Calcaneocuboid joint lies at the same level as the Talocalcaneonavicular joint and, together, they represent the transverse tarsal joint. It is a saddle shaped, biaxial joint with concavo-convex articular surfaces.
Articular surfaces of calcaneocuboid joint:
The joint exists between the anterior end of calcaneum and posterior surface of cuboid. The articular surfaces are all covered with hyaline cartilage.
Capsule of calcaneocuboid joint:
The fibrous capsule of this joint is thickened towards the dorsal side and forms the dorsal calcaneocuboid ligament. It encloses the joint completely.
Ligaments of calcaneocuboid joint:
- Bifurcated ligament: It is a strong ligament on the upper surface of the joint. The shape of this ligament resembles a “Y”, the stem of which is attached to upper surface of anterior part of calcaneum. The lateral limb of the “Y” is attached to the upper surface of cuboid, and the medial limb to the upper surface of navicular.
- Long plantar ligament: It is a strong ligament on the present on the lower surface of the joint. It is the longest ligament associated with the tarsus. It extends from the plantar surface of calcaneum to the plantar surface of cuboid and bases of the third, fourth and fifth metatarsal bones. It converts the groove for tendon of peroneus longus to a tunnel by bridging over it.

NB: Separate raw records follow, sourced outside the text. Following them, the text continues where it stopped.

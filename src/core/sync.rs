//=========================================================================
// Scene Sync
//=========================================================================
//
// Per-frame transform snapshot handed to the renderer.
//
// Architecture:
// ```text
//   GameLoop (after stepping) ──capture(handle, plan)──> FrameSnapshot
//                                                            │
//                                                  SceneSync::apply()
// ```
//
// Every query goes through the shared scratch slot; `capture` decodes
// each result into the snapshot before issuing the next query.
//
//=========================================================================

//=== External Dependencies ===============================================

use log::trace;
use serde::{Deserialize, Serialize};

//=== Internal Dependencies ===============================================

use crate::core::simulation::{InstanceId, SimulationExports, SimulationHandle};
use crate::core::transfer::Isometry;
use crate::error::SimulationError;

//=== SnapshotPlan ========================================================

/// Which transform queries a level needs each frame.
#[derive(Debug, Clone, PartialEq, Serialize, Deserialize)]
#[serde(default)]
pub struct SnapshotPlan {
    /// Named scene props, queried by name.
    pub props: Vec<String>,
    pub player_body: bool,
    pub car_cabin: bool,
    pub wheel_count: u32,
}

impl SnapshotPlan {
    /// First-person level: props plus player body.
    pub fn on_foot<I, S>(props: I) -> Self
    where
        I: IntoIterator<Item = S>,
        S: Into<String>,
    {
        Self {
            props: props.into_iter().map(Into::into).collect(),
            player_body: true,
            car_cabin: false,
            wheel_count: 0,
        }
    }

    /// Driving level: cabin plus wheels.
    pub fn vehicle(wheel_count: u32) -> Self {
        Self {
            props: Vec::new(),
            player_body: false,
            car_cabin: true,
            wheel_count,
        }
    }
}

impl Default for SnapshotPlan {
    fn default() -> Self {
        Self::on_foot(Vec::<String>::new())
    }
}

//=== FrameSnapshot =======================================================

/// Owned copy of every transform one frame renders.
#[derive(Debug, Clone, PartialEq)]
pub struct FrameSnapshot {
    /// Instance the transforms were read from.
    pub instance: InstanceId,
    pub camera: Isometry,
    pub player_body: Option<Isometry>,
    pub car_cabin: Option<Isometry>,
    pub wheels: Vec<Isometry>,
    pub props: Vec<(String, Isometry)>,
}

/// Issues the queries `plan` asks for.
///
/// # Panics
///
/// Panics if the handle is not initialized.
pub fn capture<M: SimulationExports>(
    handle: &mut SimulationHandle<M>,
    plan: &SnapshotPlan,
) -> Result<FrameSnapshot, SimulationError> {
    let camera = handle.camera_global_isometry()?;
    let Some(instance) = handle.instance() else {
        unreachable!("transform query succeeded without a live instance");
    };

    let player_body = if plan.player_body {
        Some(handle.player_body_isometry()?)
    } else {
        None
    };

    let car_cabin = if plan.car_cabin {
        Some(handle.car_cabin_isometry()?)
    } else {
        None
    };

    let wheels = (0..plan.wheel_count)
        .map(|index| handle.wheel_isometry(index))
        .collect::<Result<Vec<_>, _>>()?;

    let mut props = Vec::with_capacity(plan.props.len());
    for name in &plan.props {
        props.push((name.clone(), handle.prop_isometry(name)?));
    }

    Ok(FrameSnapshot {
        instance,
        camera,
        player_body,
        car_cabin,
        wheels,
        props,
    })
}

//=== SceneSync ===========================================================

/// Consumer of frame snapshots (the renderer's side of the boundary).
pub trait SceneSync {
    fn apply(&mut self, snapshot: &FrameSnapshot);
}

impl<F: FnMut(&FrameSnapshot)> SceneSync for F {
    fn apply(&mut self, snapshot: &FrameSnapshot) {
        self(snapshot)
    }
}

/// Logs each snapshot at `trace`. Used when no renderer is attached.
#[derive(Debug, Default)]
pub struct TraceSync {
    frames: u64,
}

impl TraceSync {
    pub fn new() -> Self {
        Self::default()
    }

    pub fn frames(&self) -> u64 {
        self.frames
    }
}

impl SceneSync for TraceSync {
    fn apply(&mut self, snapshot: &FrameSnapshot) {
        self.frames += 1;
        trace!(
            target: "sync",
            "frame {} camera {:?} body {:?} props {}",
            self.frames,
            snapshot.camera.translation,
            snapshot.player_body.map(|body| body.translation),
            snapshot.props.len()
        );
    }
}

//=========================================================================
// Unit Tests
//=========================================================================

- Short plantar ligament: It is a wide, strong ligament that is attached to the anterior tubercle on the undersurface of the calcaneum and to the adjoining part of the cuboid bone.
Nerve Supply to calcaneocuboid joint:
This joint is innervated on its plantar aspect by the lateral planter nerve and on its dorsal aspect by the sural and deep peroneal nerves.
Movements of calcaneocuboid joint:
The movements that occur at this joint are gliding and conjunct rotation. These movements occur during inversion and eversion of the entire foot. These movements are brought about by the same muscles that act on the talocalcaneal and Talocalcaneonavicular joints.